第1章 自己紹介
わたしの名前は、折原野々花。
二十五歳。
夫は、小学校以来の友人だった折原静也。
中学、高校、大学。十年間の交際を経て、ゴールイン。
と言っても、中学、高校はともかく、大学時代は、ラブラブチュッチュして、避妊はしていたけど、することはしていたから、結婚して、何が変わるというと、避妊の必要がなくなり、生でできることくらい。
でも、そこに、一つ目の問題が。
それは、夫の早漏。そう、コンドームをつけていたら、20分程度は、維持できていたのに、生だと、5分以内に発射するのでした。
そして、二つ目の問題。
それは、結婚後、半年で何度も中出ししているのに、妊娠しないこと。
わたしは、気になって、夫と、産科に掛かりました。
そこで、紹介された不妊治療専門の医院に行って、検査を受けました。基礎体温、フーナーテスト、子宮卵管造影検査など。
順次、結果がわかりました。
排卵は問題なし。卵管も問題なし。タイミングを計って、排卵に合わせてセックスをしたり、夫の精子の状態を確認したり、いろいろ検査をしました。
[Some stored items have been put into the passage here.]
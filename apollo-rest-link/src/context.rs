//! Per-request settings supplied by the caller of a link.

use http::HeaderName;

use crate::headers::Credentials;
use crate::headers::HeaderSet;

/// Headers and credentials for one request, merged with the link level ones.
#[derive(Clone, Debug, Default)]
pub struct RequestContext {
    pub(crate) headers: HeaderSet,
    pub(crate) headers_to_override: Vec<HeaderName>,
    pub(crate) credentials: Option<Credentials>,
}

impl RequestContext {
    pub fn new() -> Self {
        Self::default()
    }

    pub fn with_headers(mut self, headers: HeaderSet) -> Self {
        self.headers = headers;
        self
    }

    /// Link level headers with these names are dropped in favour of the
    /// context's own.
    pub fn with_headers_to_override(mut self, names: impl IntoIterator<Item = HeaderName>) -> Self {
        self.headers_to_override = names.into_iter().collect();
        self
    }

    pub fn with_credentials(mut self, credentials: Credentials) -> Self {
        self.credentials = Some(credentials);
        self
    }

    pub fn headers(&self) -> &HeaderSet {
        &self.headers
    }

    pub fn credentials(&self) -> Option<Credentials> {
        self.credentials
    }
}
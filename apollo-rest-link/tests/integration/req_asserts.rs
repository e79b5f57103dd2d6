use itertools::Itertools;

/// Expectations on one request received by the mock server.
#[derive(Clone, Default)]
pub(crate) struct Matcher {
    method: Option<String>,
    path: Option<String>,
    query: Option<String>,
    body: Option<Option<serde_json::Value>>,
    headers: Vec<(String, Vec<String>)>,
    absent_headers: Vec<String>,
}

impl Matcher {
    pub(crate) fn new() -> Self {
        Self::default()
    }

    pub(crate) fn method(mut self, method: &str) -> Self {
        self.method = Some(method.to_string());
        self
    }

    pub(crate) fn path(mut self, path: &str) -> Self {
        self.path = Some(path.to_string());
        self
    }

    pub(crate) fn query(mut self, query: &str) -> Self {
        self.query = Some(query.to_string());
        self
    }

    pub(crate) fn body(mut self, body: serde_json::Value) -> Self {
        self.body = Some(Some(body));
        self
    }

    pub(crate) fn no_body(mut self) -> Self {
        self.body = Some(None);
        self
    }

    /// Every value of `name`, in order.
    pub(crate) fn header(mut self, name: &str, values: &[&str]) -> Self {
        self.headers.push((
            name.to_string(),
            values.iter().map(|value| value.to_string()).collect(),
        ));
        self
    }

    pub(crate) fn no_header(mut self, name: &str) -> Self {
        self.absent_headers.push(name.to_string());
        self
    }

    fn matches(&self, request: &wiremock::Request, index: usize) {
        if let Some(method) = self.method.as_ref() {
            assert_eq!(
                method,
                request.method.as_str(),
                "[Request {index}]: Expected method {method}, got {}",
                request.method
            )
        }

        if let Some(path) = self.path.as_ref() {
            assert_eq!(
                path,
                request.url.path(),
                "[Request {index}]: Expected path {path}, got {}",
                request.url.path()
            )
        }

        if let Some(query) = self.query.as_ref() {
            assert_eq!(
                query,
                request.url.query().unwrap_or_default(),
                "[Request {index}]: Expected query {query}, got {}",
                request.url.query().unwrap_or_default()
            )
        }

        match self.body.as_ref() {
            Some(Some(body)) => assert_eq!(
                body,
                &request.body_json::<serde_json::Value>().unwrap(),
                "[Request {index}]: incorrect body",
            ),
            Some(None) => assert!(
                request.body.is_empty(),
                "[Request {index}]: expected no body, got {}",
                String::from_utf8_lossy(&request.body)
            ),
            None => {}
        }

        for (name, expected) in &self.headers {
            let actual: Vec<String> = request
                .headers
                .get_all(name.as_str())
                .iter()
                .map(|value| value.to_str().unwrap().to_string())
                .collect();
            assert_eq!(
                expected,
                &actual,
                "[Request {index}]: expected header {name} to be [{}], was [{}]",
                expected.iter().join(", "),
                actual.iter().join(", ")
            );
        }

        for name in &self.absent_headers {
            assert!(
                !request.headers.contains_key(name.as_str()),
                "[Request {index}]: expected no header {name}"
            );
        }
    }
}

pub(crate) fn matches(received: &[wiremock::Request], matchers: Vec<Matcher>) {
    assert_eq!(
        received.len(),
        matchers.len(),
        "Expected {} requests, recorded {}",
        matchers.len(),
        received.len()
    );
    for (i, (request, matcher)) in received.iter().zip(matchers.iter()).enumerate() {
        matcher.matches(request, i);
    }
}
そして、フーナーテスト。排卵日の頃にセックスをして12時間以内に検査する必要があって、なかなか難しかったけど、何度かチャレンジして、結果が出た。
免疫因子が原因でした。
夫の精子は、別に問題がないのに、わたしの子宮頚管内の粘液を採取して、調べると、精子が。。。
となると、体外受精しかないということに。
「そこまでして子供が必要かな?」
と、夫が言い出しました。そこまでの意味は、たぶん、金銭的なもの。
不妊治療は非常に高額。
支払いするたびに、夫が顔を顰めていました。
夫も入社二年目の平社員。
わたしも入社二年目の平社員。
蓄えなどありません。
「もう、いいじゃない」
と、冷めた夫の声が・・・。
ある夜。仕事が終わって帰宅すると、夫がリビングで電話中。
「できちゃった婚?いいんじゃないか。俺も、独身時代に、中出ししていたら、アイツの不妊に気が付けていたかもしれないから。できたってことは、いいことさ。俺みたいに、結婚してから不妊だとか、最悪だよ。不妊治療って金がかかるんだよ」
と、誰かと話していた。
最悪・・・。その言葉がわたしを打ちのめした。